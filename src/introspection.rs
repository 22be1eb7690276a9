use async_trait::async_trait;
use serde_json::{Value, json};
use thiserror::Error;

/// Introspection query sent against inline schemas.
///
/// Requests the full surface Voyager can display: descriptions, the
/// schema-level description, repeatable directives, input-value deprecation
/// and `specifiedByURL`.
pub const INTROSPECTION_QUERY: &str = r#"
query IntrospectionQuery {
  __schema {
    description
    queryType { name }
    mutationType { name }
    subscriptionType { name }
    types {
      ...FullType
    }
    directives {
      name
      description
      isRepeatable
      locations
      args(includeDeprecated: true) {
        ...InputValue
      }
    }
  }
}

fragment FullType on __Type {
  kind
  name
  description
  specifiedByURL
  fields(includeDeprecated: true) {
    name
    description
    args(includeDeprecated: true) {
      ...InputValue
    }
    type {
      ...TypeRef
    }
    isDeprecated
    deprecationReason
  }
  inputFields(includeDeprecated: true) {
    ...InputValue
  }
  interfaces {
    ...TypeRef
  }
  enumValues(includeDeprecated: true) {
    name
    description
    isDeprecated
    deprecationReason
  }
  possibleTypes {
    ...TypeRef
  }
}

fragment InputValue on __InputValue {
  name
  description
  type {
    ...TypeRef
  }
  defaultValue
  isDeprecated
  deprecationReason
}

fragment TypeRef on __Type {
  kind
  name
  ofType {
    kind
    name
    ofType {
      kind
      name
      ofType {
        kind
        name
        ofType {
          kind
          name
          ofType {
            kind
            name
            ofType {
              kind
              name
              ofType {
                kind
                name
              }
            }
          }
        }
      }
    }
  }
}
"#;

/// Failure while converting a schema into an introspection result.
#[derive(Debug, Error)]
pub enum IntrospectionError {
    /// The schema rejected the introspection query.
    #[error("introspection query failed: {0}")]
    Execution(String),
    /// The result could not be represented as JSON.
    #[error("introspection result is not serializable: {0}")]
    Serialize(#[from] serde_json::Error),
}

/// Converts an in-process schema into a full introspection result.
///
/// The returned value carries the standard response envelope, i.e. its
/// top-level shape is `{"data": {"__schema": {...}}}`.
#[async_trait]
pub trait SchemaIntrospector: Send + Sync {
    async fn introspect(&self) -> Result<Value, IntrospectionError>;
}

/// Every `async_graphql` schema is usable as an inline source directly.
#[async_trait]
impl<E> SchemaIntrospector for E
where
    E: async_graphql::Executor,
{
    async fn introspect(&self) -> Result<Value, IntrospectionError> {
        let response = self
            .execute(async_graphql::Request::new(INTROSPECTION_QUERY))
            .await;
        if !response.errors.is_empty() {
            let message = response
                .errors
                .iter()
                .map(|err| err.message.as_str())
                .collect::<Vec<_>>()
                .join("; ");
            return Err(IntrospectionError::Execution(message));
        }
        Ok(json!({ "data": serde_json::to_value(&response.data)? }))
    }
}
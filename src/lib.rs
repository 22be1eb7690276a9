//! GraphQL Voyager page handler for axum.
//!
//! Exposes a single GET route serving a self-contained HTML page that loads
//! [GraphQL Voyager](https://github.com/graphql-kit/graphql-voyager) from a
//! CDN and points it at either an in-process schema snapshot or a remote
//! GraphQL endpoint fetched by the browser.
//!
//! # Example
//! ```ignore
//! # use axum_graphql_voyager::{GraphqlSource, VoyagerOptions, VoyagerPage};
//! # use std::sync::Arc;
//! let page = Arc::new(VoyagerPage::new(VoyagerOptions {
//!     graphql: GraphqlSource::remote("/graphql"),
//!     ..VoyagerOptions::default()
//! }));
//! let app = axum::Router::new().merge(page.router());
//! ```

mod config;
mod introspection;
mod page;

pub use config::{
    Credentials, DisplayOptions, GraphqlSource, HttpHeaders, UiOptions, VoyagerOptions,
};
pub use introspection::{INTROSPECTION_QUERY, IntrospectionError, SchemaIntrospector};
pub use page::{VoyagerError, VoyagerPage};
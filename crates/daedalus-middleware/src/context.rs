//! Simulation context types.
//!
//! The [`SimulationContext`] carries request-scoped state through one
//! simulation run. Handlers read the request views from it and the
//! engine folds handler results into its [`SimulatedResponse`].
//!
//! Rate-limit counters are the one piece of state that outlives a single
//! simulated request: [`SimulationContext::begin_request`] resets the
//! request views and the response, but keeps every policy counter, so
//! repeated requests within one simulation share a fixed window.

use daedalus_core::{header_lookup, ConditionSubject, MiddlewareKind, SimulationRequest};
use indexmap::IndexMap;
use serde::{Deserialize, Serialize};
use serde_json::Value;

/// The response being built by a simulation.
#[derive(Debug, Clone, PartialEq, Serialize, Deserialize)]
#[serde(rename_all = "camelCase")]
pub struct SimulatedResponse {
    /// HTTP status code.
    pub status_code: u16,

    /// Reason phrase.
    pub status_text: String,

    /// Response headers accumulated by handlers.
    pub headers: IndexMap<String, String>,

    /// Response body, if a terminal handler produced one.
    #[serde(default, skip_serializing_if = "Option::is_none")]
    pub body: Option<Value>,

    /// Whether a handler short-circuited the pipeline.
    pub terminated: bool,

    /// Kind of the node that short-circuited.
    #[serde(default, skip_serializing_if = "Option::is_none")]
    pub terminated_by: Option<MiddlewareKind>,

    /// Id of the node that short-circuited.
    #[serde(default, skip_serializing_if = "Option::is_none")]
    pub terminated_by_id: Option<String>,
}

impl SimulatedResponse {
    /// Creates a non-terminal 200 response.
    #[must_use]
    pub fn ok() -> Self {
        Self {
            status_code: 200,
            status_text: "OK".to_string(),
            headers: IndexMap::new(),
            body: None,
            terminated: false,
            terminated_by: None,
            terminated_by_id: None,
        }
    }
}

impl Default for SimulatedResponse {
    fn default() -> Self {
        Self::ok()
    }
}

/// Counter for one named rate-limit policy.
#[derive(Debug, Clone, Copy, PartialEq, Eq, Serialize, Deserialize)]
pub struct RateLimitCounter {
    /// Requests seen so far.
    pub count: u64,

    /// Permitted requests.
    pub limit: u64,
}

impl RateLimitCounter {
    /// Returns true once the count is past the limit.
    #[must_use]
    pub const fn is_exceeded(&self) -> bool {
        self.count > self.limit
    }

    /// Requests left before the limit is hit.
    #[must_use]
    pub const fn remaining(&self) -> u64 {
        self.limit.saturating_sub(self.count)
    }
}

/// Mutable state threaded through one simulation run.
///
/// # Example
///
/// ```
/// use daedalus_core::SimulationRequest;
/// use daedalus_middleware::SimulationContext;
///
/// let request = SimulationRequest::get("/api").with_header("Origin", "https://a.test");
/// let mut ctx = SimulationContext::new(&request);
///
/// assert_eq!(ctx.header("origin"), Some("https://a.test"));
///
/// let counter = ctx.hit_rate_limit("api", 1);
/// assert!(!counter.is_exceeded());
///
/// ctx.begin_request(&request);
/// assert!(ctx.hit_rate_limit("api", 1).is_exceeded());
/// ```
#[derive(Debug, Clone)]
pub struct SimulationContext {
    method: String,
    path: String,
    headers: IndexMap<String, String>,
    query: IndexMap<String, String>,
    body: Option<Value>,
    claims: IndexMap<String, String>,
    cookies: IndexMap<String, String>,
    is_authenticated: bool,

    /// Response accumulated for the current request.
    response: SimulatedResponse,

    /// Per-policy counters; survive `begin_request`.
    rate_limit_state: IndexMap<String, RateLimitCounter>,

    /// 1-based number of the current simulated request.
    request_number: u32,
}

impl SimulationContext {
    /// Creates a context for the first simulated request.
    #[must_use]
    pub fn new(request: &SimulationRequest) -> Self {
        Self {
            method: request.method.clone(),
            path: request.path.clone(),
            headers: request.headers.clone(),
            query: request.query.clone(),
            body: request.body.clone(),
            claims: request.claims.clone(),
            cookies: request.cookies.clone(),
            is_authenticated: request.is_authenticated,
            response: SimulatedResponse::ok(),
            rate_limit_state: IndexMap::new(),
            request_number: 1,
        }
    }

    /// Starts the next simulated request.
    ///
    /// Request views and the response are reset from `request`; rate-limit
    /// counters are kept.
    pub fn begin_request(&mut self, request: &SimulationRequest) {
        let rate_limit_state = std::mem::take(&mut self.rate_limit_state);
        let request_number = self.request_number + 1;
        *self = Self::new(request);
        self.rate_limit_state = rate_limit_state;
        self.request_number = request_number;
    }

    /// Returns the request method.
    #[must_use]
    pub fn method(&self) -> &str {
        &self.method
    }

    /// Returns the request path.
    #[must_use]
    pub fn path(&self) -> &str {
        &self.path
    }

    /// Looks up a request header, ignoring case.
    #[must_use]
    pub fn header(&self, name: &str) -> Option<&str> {
        header_lookup(&self.headers, name)
    }

    /// Returns all request headers.
    #[must_use]
    pub fn headers(&self) -> &IndexMap<String, String> {
        &self.headers
    }

    /// Returns the request headers for modification.
    pub fn headers_mut(&mut self) -> &mut IndexMap<String, String> {
        &mut self.headers
    }

    /// Returns the query parameters.
    #[must_use]
    pub fn query(&self) -> &IndexMap<String, String> {
        &self.query
    }

    /// Returns the request body.
    #[must_use]
    pub fn body(&self) -> Option<&Value> {
        self.body.as_ref()
    }

    /// Returns the caller claims.
    #[must_use]
    pub fn claims(&self) -> &IndexMap<String, String> {
        &self.claims
    }

    /// Returns the caller claims for modification.
    pub fn claims_mut(&mut self) -> &mut IndexMap<String, String> {
        &mut self.claims
    }

    /// Returns the request cookies.
    #[must_use]
    pub fn cookies(&self) -> &IndexMap<String, String> {
        &self.cookies
    }

    /// Returns whether the caller is authenticated.
    #[must_use]
    pub fn is_authenticated(&self) -> bool {
        self.is_authenticated
    }

    /// Sets the authentication state.
    ///
    /// Called by the Authentication handler once credentials check out.
    pub fn set_authenticated(&mut self, is_authenticated: bool) {
        self.is_authenticated = is_authenticated;
    }

    /// Returns the response built so far.
    #[must_use]
    pub fn response(&self) -> &SimulatedResponse {
        &self.response
    }

    /// Returns the response for modification.
    pub fn response_mut(&mut self) -> &mut SimulatedResponse {
        &mut self.response
    }

    /// Returns the counter of a policy, if it has been hit.
    #[must_use]
    pub fn rate_limit(&self, policy: &str) -> Option<&RateLimitCounter> {
        self.rate_limit_state.get(policy)
    }

    /// Returns every policy counter.
    #[must_use]
    pub fn rate_limit_state(&self) -> &IndexMap<String, RateLimitCounter> {
        &self.rate_limit_state
    }

    /// Counts one request against `policy`, returning the updated counter.
    ///
    /// The limit is refreshed on every hit, so the last configured value
    /// wins when two nodes share a policy name.
    pub fn hit_rate_limit(&mut self, policy: &str, limit: u64) -> RateLimitCounter {
        let counter = self
            .rate_limit_state
            .entry(policy.to_string())
            .or_insert(RateLimitCounter { count: 0, limit });
        counter.count += 1;
        counter.limit = limit;
        *counter
    }

    /// Returns the 1-based number of the current simulated request.
    #[must_use]
    pub fn request_number(&self) -> u32 {
        self.request_number
    }
}

impl ConditionSubject for SimulationContext {
    fn method(&self) -> &str {
        &self.method
    }

    fn path(&self) -> &str {
        &self.path
    }

    fn header(&self, name: &str) -> Option<&str> {
        header_lookup(&self.headers, name)
    }

    fn claim(&self, key: &str) -> Option<&str> {
        self.claims.get(key).map(String::as_str)
    }

    fn is_authenticated(&self) -> bool {
        self.is_authenticated
    }
}
//! The simulated request.

use crate::condition::ConditionSubject;
use indexmap::IndexMap;
use serde::{Deserialize, Serialize};

/// A request to simulate a pipeline against.
///
/// Header names are stored as given; lookups through [`Self::header`] are
/// case-insensitive, matching HTTP semantics.
///
/// # Example
///
/// ```
/// use daedalus_core::SimulationRequest;
///
/// let request = SimulationRequest::get("/api/users")
///     .with_header("Authorization", "Bearer a.b.c")
///     .with_claim("role", "admin");
///
/// assert_eq!(request.header("authorization"), Some("Bearer a.b.c"));
/// assert!(!request.is_authenticated);
/// ```
#[derive(Debug, Clone, PartialEq, Serialize, Deserialize)]
#[serde(rename_all = "camelCase")]
pub struct SimulationRequest {
    /// HTTP method.
    #[serde(default = "default_method")]
    pub method: String,

    /// Request path, without query string.
    #[serde(default = "default_path")]
    pub path: String,

    /// Request headers.
    #[serde(default)]
    pub headers: IndexMap<String, String>,

    /// Query string parameters.
    #[serde(default)]
    pub query: IndexMap<String, String>,

    /// Optional request body.
    #[serde(default, skip_serializing_if = "Option::is_none")]
    pub body: Option<serde_json::Value>,

    /// Whether the caller is already authenticated.
    #[serde(default)]
    pub is_authenticated: bool,

    /// Caller claims.
    #[serde(default)]
    pub claims: IndexMap<String, String>,

    /// Request cookies.
    #[serde(default)]
    pub cookies: IndexMap<String, String>,
}

fn default_method() -> String {
    "GET".to_string()
}

fn default_path() -> String {
    "/".to_string()
}

impl Default for SimulationRequest {
    fn default() -> Self {
        Self::new(default_method(), default_path())
    }
}

impl SimulationRequest {
    /// Creates a request with the given method and path.
    #[must_use]
    pub fn new(method: impl Into<String>, path: impl Into<String>) -> Self {
        Self {
            method: method.into(),
            path: path.into(),
            headers: IndexMap::new(),
            query: IndexMap::new(),
            body: None,
            is_authenticated: false,
            claims: IndexMap::new(),
            cookies: IndexMap::new(),
        }
    }

    /// Creates a GET request.
    #[must_use]
    pub fn get(path: impl Into<String>) -> Self {
        Self::new("GET", path)
    }

    /// Creates a POST request.
    #[must_use]
    pub fn post(path: impl Into<String>) -> Self {
        Self::new("POST", path)
    }

    /// Adds a header.
    #[must_use]
    pub fn with_header(mut self, name: impl Into<String>, value: impl Into<String>) -> Self {
        self.headers.insert(name.into(), value.into());
        self
    }

    /// Adds a query parameter.
    #[must_use]
    pub fn with_query(mut self, name: impl Into<String>, value: impl Into<String>) -> Self {
        self.query.insert(name.into(), value.into());
        self
    }

    /// Adds a claim.
    #[must_use]
    pub fn with_claim(mut self, key: impl Into<String>, value: impl Into<String>) -> Self {
        self.claims.insert(key.into(), value.into());
        self
    }

    /// Adds a cookie.
    #[must_use]
    pub fn with_cookie(mut self, name: impl Into<String>, value: impl Into<String>) -> Self {
        self.cookies.insert(name.into(), value.into());
        self
    }

    /// Sets the body.
    #[must_use]
    pub fn with_body(mut self, body: serde_json::Value) -> Self {
        self.body = Some(body);
        self
    }

    /// Marks the caller as authenticated (or not).
    #[must_use]
    pub fn authenticated(mut self, is_authenticated: bool) -> Self {
        self.is_authenticated = is_authenticated;
        self
    }

    /// Looks up a header, ignoring case.
    #[must_use]
    pub fn header(&self, name: &str) -> Option<&str> {
        header_lookup(&self.headers, name)
    }
}

/// Case-insensitive header lookup; an exact match wins.
#[must_use]
pub fn header_lookup<'a>(headers: &'a IndexMap<String, String>, name: &str) -> Option<&'a str> {
    headers
        .get(name)
        .or_else(|| {
            headers
                .iter()
                .find(|(key, _)| key.eq_ignore_ascii_case(name))
                .map(|(_, value)| value)
        })
        .map(String::as_str)
}

impl ConditionSubject for SimulationRequest {
    fn method(&self) -> &str {
        &self.method
    }

    fn path(&self) -> &str {
        &self.path
    }

    fn header(&self, name: &str) -> Option<&str> {
        header_lookup(&self.headers, name)
    }

    fn claim(&self, key: &str) -> Option<&str> {
        self.claims.get(key).map(String::as_str)
    }

    fn is_authenticated(&self) -> bool {
        self.is_authenticated
    }
}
◆ ◆ ◆ ◆
Exercise details: Once a line of the records is found to contain "message", copy it out.

Your response:
            let message = response
                .map(|err| err.message.as_str())
            return Err(IntrospectionError::Execution(message));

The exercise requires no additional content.